TASK DETAILS – Every line below that contains the word "Option" must be copied.
◆ ◆ ◆ ◆ ◆ ◆ ◆
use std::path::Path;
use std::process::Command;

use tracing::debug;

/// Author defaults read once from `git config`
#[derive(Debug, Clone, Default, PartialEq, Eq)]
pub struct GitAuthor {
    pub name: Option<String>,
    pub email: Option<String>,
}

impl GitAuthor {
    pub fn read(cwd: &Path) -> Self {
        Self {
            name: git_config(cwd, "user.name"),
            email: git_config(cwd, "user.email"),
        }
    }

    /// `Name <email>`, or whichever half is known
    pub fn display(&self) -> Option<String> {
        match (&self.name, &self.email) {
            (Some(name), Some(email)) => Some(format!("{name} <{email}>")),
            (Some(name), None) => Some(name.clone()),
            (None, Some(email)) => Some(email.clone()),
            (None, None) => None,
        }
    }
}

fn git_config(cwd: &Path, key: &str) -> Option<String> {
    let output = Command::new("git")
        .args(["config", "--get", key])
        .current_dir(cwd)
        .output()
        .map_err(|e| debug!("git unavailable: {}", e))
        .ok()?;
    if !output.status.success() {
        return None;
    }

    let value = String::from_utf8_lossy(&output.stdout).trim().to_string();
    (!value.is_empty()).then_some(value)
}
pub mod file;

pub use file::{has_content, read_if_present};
◆ ◆ ◆ ◆ ◆ ◆ ◆
SOLUTION –
    pub name: Option<String>,
    pub email: Option<String>,
    pub fn display(&self) -> Option<String> {
fn git_config(cwd: &Path, key: &str) -> Option<String> {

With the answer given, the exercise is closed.